Figure 3.

Phosphorylation of Dab1 decreases interaction with APP. A. COS7 cells were transfected with Fyn and vector, Dab1 WT, or a Dab1 construct that contained phenylalanine substitutions at two of its tyrosine residues, Dab1(2F). Cell lysates were immunoprecipitated with Dab1 and blotted for Fyn (top panel). Dab1(2F) co-precipitated with Fyn less compared to Dab1 WT. Levels of Fyn and Dab1 remained constant (bottom panels). B. COS7 cells were transfected with APP and empty vector, Dab1 wild-type construct, or Dab1(2F). Cell lysates were immunoprecipitated with APP and blotted for Dab1 (top panel). Dab1(2F) co-precipitated more with APP compared to Dab1 WT. Levels of APP and Dab1 remained constant (bottom panels). C. Primary neurons from wild-type mice (DIV14) were treated with Reelin for 20 min, 1 hr, or 4 hrs. Cell lysates were collected and blotted for Dab1, or immunoprecipitated with phosphotyrosine and blotted for Dab1. Blots of 3 independent experiments were quantified and represented in the graph shown. Total Dab1 decreased over time after 1 hr of Reelin treatment (left axis). Phosphorylated Dab1 increased over time until 1 hr of Reelin treatment (right axis). D. Primary neuronal lysates from the Reelin treatment were immunoprecipitated with APP and blotted for Dab1 (top panel).
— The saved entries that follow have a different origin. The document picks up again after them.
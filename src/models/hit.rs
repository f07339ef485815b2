use serde::{Deserialize, Serialize};
use std::fmt;

/// One search result as returned by the search collaborator.
#[derive(Clone, Debug, PartialEq, Eq, Serialize, Deserialize)]
pub struct RetrievalHit {
    pub url: String,
    pub content: String,
}

impl RetrievalHit {
    pub fn new(url: impl Into<String>, content: impl Into<String>) -> Self {
        Self {
            url: url.into(),
            content: content.into(),
        }
    }
}

#[derive(Clone, Copy, Debug, Eq, PartialEq, Hash)]
pub enum Channel {
    Golden,
    Consensus,
    Alternative,
}

impl fmt::Display for Channel {
    fn fmt(&self, f: &mut fmt::Formatter<'_>) -> fmt::Result {
        let name = match self {
            Channel::Golden => "golden",
            Channel::Consensus => "consensus",
            Channel::Alternative => "alternative",
        };
        f.write_str(name)
    }
}

/// Raw hit lists of the three retrieval channels of one run.
#[derive(Clone, Debug, Default)]
pub struct ChannelHits {
    pub golden: Vec<RetrievalHit>,
    pub consensus: Vec<RetrievalHit>,
    pub alternative: Vec<RetrievalHit>,
}

impl ChannelHits {
    /// All hits in channel order: golden, consensus, alternative.
    pub fn iter_all(&self) -> impl Iterator<Item = &RetrievalHit> {
        self.golden
            .iter()
            .chain(self.consensus.iter())
            .chain(self.alternative.iter())
    }
}
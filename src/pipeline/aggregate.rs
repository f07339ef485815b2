use crate::config::SourcePolicy;
use crate::models::{ChannelHits, RankedSource, RetrievalHit, Tier, VerificationAudit};
use std::collections::HashSet;
use std::sync::Arc;

pub const MAX_PRESENTED_SOURCES: usize = 8;

/// Merged evidence of one run.
#[derive(Clone, Debug)]
pub struct Aggregate {
    /// Golden and consensus hits, fed to the model as the main context.
    pub consensus_context: String,
    /// Alternative-channel hits, fed to the model as dissenting context.
    pub alternative_context: String,
    /// At most [`MAX_PRESENTED_SOURCES`], ascending by tier.
    pub sources: Vec<RankedSource>,
    pub audit: VerificationAudit,
}

pub struct EvidenceAggregator {
    policy: Arc<SourcePolicy>,
}

impl EvidenceAggregator {
    pub fn new(policy: Arc<SourcePolicy>) -> Self {
        Self { policy }
    }

    pub fn aggregate(&self, hits: &ChannelHits) -> Aggregate {
        let consensus_context = render_context(hits.golden.iter().chain(hits.consensus.iter()));
        let alternative_context = render_context(hits.alternative.iter());

        let (mut sources, audit) = self.rank(hits.iter_all());
        sources.truncate(MAX_PRESENTED_SOURCES);

        Aggregate {
            consensus_context,
            alternative_context,
            sources,
            audit,
        }
    }

    /// Deduplicates by exact URL (first seen wins), classifies and tiers every
    /// survivor. The result is not truncated.
    pub fn rank<'a>(
        &self,
        hits: impl IntoIterator<Item = &'a RetrievalHit>,
    ) -> (Vec<RankedSource>, VerificationAudit) {
        let mut seen: HashSet<&str> = HashSet::new();
        let mut audit = VerificationAudit::default();
        let mut ranked = Vec::new();

        for hit in hits {
            if hit.url.is_empty() || !seen.insert(hit.url.as_str()) {
                continue;
            }
            let tier = self.tier_of(&hit.url);
            audit.record(tier);
            let profile = self.policy.reputation.profile(&hit.url);
            ranked.push(RankedSource::new(&hit.url, profile, tier));
        }

        // sort_by_key is stable: equal tiers keep first-seen order.
        ranked.sort_by_key(|s| s.tier);
        (ranked, audit)
    }

    /// Pure function of the URL text; the channel that produced it is irrelevant.
    pub fn tier_of(&self, url: &str) -> Tier {
        let lowered = url.to_lowercase();
        if self.policy.golden.iter().any(|d| lowered.contains(d.as_str())) {
            Tier::Golden
        } else if self.policy.consensus.iter().any(|d| lowered.contains(d.as_str())) {
            Tier::Consensus
        } else {
            Tier::Raw
        }
    }
}

fn render_context<'a>(hits: impl Iterator<Item = &'a RetrievalHit>) -> String {
    hits.map(|h| format!("SOURCE: {}\n{}", h.url, h.content))
        .collect::<Vec<_>>()
        .join("\n\n")
}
Co-precipitation between APP and Dab1 decreased with 20 min of Reelin treatment, stayed low at 1 hr, and recovered partially at 4 hrs. Total levels of APP remained constant over time (bottom panel). E. Quantification of data in D (n=2) shows an 89% decrease in APP-Dab1 interaction compared to control at 20 min (p<0.05), an 87% decrease at 1 hr (p<0.05), and a 67% at 4 hrs (p=0.07) of Reelin treatment (by student’s t-test with unequal variance).